─── Source material ───
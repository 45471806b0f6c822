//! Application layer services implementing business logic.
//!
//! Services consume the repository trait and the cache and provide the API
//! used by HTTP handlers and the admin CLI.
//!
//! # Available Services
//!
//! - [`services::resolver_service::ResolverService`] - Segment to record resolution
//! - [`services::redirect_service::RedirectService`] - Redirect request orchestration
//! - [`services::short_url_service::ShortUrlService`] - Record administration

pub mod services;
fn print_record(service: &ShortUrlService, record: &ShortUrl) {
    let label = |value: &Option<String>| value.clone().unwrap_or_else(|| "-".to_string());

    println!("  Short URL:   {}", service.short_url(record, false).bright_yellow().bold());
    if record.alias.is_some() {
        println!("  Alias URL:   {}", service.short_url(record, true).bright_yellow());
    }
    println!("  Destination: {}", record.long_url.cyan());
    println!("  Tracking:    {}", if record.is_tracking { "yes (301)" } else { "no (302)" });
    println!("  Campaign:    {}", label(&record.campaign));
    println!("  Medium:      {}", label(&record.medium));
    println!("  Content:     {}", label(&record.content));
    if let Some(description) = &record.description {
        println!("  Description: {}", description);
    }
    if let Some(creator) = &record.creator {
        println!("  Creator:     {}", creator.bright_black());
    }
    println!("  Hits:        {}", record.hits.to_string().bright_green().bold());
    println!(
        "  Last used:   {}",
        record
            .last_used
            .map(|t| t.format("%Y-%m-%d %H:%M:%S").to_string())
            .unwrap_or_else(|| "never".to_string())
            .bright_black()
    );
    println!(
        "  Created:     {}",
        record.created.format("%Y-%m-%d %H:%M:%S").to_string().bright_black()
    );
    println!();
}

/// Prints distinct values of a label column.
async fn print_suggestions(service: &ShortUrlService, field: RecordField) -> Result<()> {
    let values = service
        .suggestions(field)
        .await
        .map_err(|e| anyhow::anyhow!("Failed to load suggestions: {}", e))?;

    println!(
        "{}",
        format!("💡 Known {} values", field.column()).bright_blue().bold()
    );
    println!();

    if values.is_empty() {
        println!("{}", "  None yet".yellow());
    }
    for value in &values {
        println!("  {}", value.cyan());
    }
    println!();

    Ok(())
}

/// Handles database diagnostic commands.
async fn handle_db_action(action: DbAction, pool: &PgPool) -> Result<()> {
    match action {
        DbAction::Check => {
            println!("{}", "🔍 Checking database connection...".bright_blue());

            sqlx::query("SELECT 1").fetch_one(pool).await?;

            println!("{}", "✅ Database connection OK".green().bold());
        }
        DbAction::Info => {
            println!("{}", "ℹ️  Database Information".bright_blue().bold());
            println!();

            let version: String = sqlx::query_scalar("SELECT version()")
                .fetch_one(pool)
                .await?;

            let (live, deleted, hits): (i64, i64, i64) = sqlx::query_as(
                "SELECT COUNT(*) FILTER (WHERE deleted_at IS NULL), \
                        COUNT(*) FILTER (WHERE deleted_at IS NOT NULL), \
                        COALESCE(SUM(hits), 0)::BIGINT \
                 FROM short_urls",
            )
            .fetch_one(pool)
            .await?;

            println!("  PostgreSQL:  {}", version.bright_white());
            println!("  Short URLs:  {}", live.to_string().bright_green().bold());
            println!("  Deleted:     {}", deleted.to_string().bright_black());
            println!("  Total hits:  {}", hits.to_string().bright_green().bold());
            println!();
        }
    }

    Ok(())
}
───
─── Source material ───
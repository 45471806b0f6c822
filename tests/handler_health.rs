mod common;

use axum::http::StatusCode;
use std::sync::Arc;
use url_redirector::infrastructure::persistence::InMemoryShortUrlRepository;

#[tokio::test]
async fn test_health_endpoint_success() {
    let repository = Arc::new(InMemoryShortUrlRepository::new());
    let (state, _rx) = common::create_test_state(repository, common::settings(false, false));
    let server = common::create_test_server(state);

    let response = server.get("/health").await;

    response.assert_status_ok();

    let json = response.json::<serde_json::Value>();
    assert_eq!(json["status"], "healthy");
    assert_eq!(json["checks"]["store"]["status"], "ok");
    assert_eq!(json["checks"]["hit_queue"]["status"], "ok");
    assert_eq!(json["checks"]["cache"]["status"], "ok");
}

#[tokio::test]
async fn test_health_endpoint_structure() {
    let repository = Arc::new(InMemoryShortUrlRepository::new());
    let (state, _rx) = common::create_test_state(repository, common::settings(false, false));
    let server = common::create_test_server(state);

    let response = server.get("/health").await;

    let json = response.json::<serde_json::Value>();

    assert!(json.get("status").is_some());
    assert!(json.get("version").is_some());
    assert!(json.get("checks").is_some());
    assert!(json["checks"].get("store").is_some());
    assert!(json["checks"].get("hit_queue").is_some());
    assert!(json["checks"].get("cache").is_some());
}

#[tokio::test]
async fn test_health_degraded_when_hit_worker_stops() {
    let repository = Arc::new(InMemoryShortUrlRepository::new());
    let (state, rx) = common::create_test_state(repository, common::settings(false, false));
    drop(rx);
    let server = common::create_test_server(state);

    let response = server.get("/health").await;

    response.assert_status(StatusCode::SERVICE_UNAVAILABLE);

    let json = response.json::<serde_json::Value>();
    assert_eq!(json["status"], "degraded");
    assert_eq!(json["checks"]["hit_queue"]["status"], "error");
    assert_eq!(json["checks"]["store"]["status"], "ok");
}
───
In the records above, locate every line with the string "DbAction" and copy it.

async fn handle_db_action(action: DbAction, pool: &PgPool) -> Result<()> {
        DbAction::Check => {
        DbAction::Info => {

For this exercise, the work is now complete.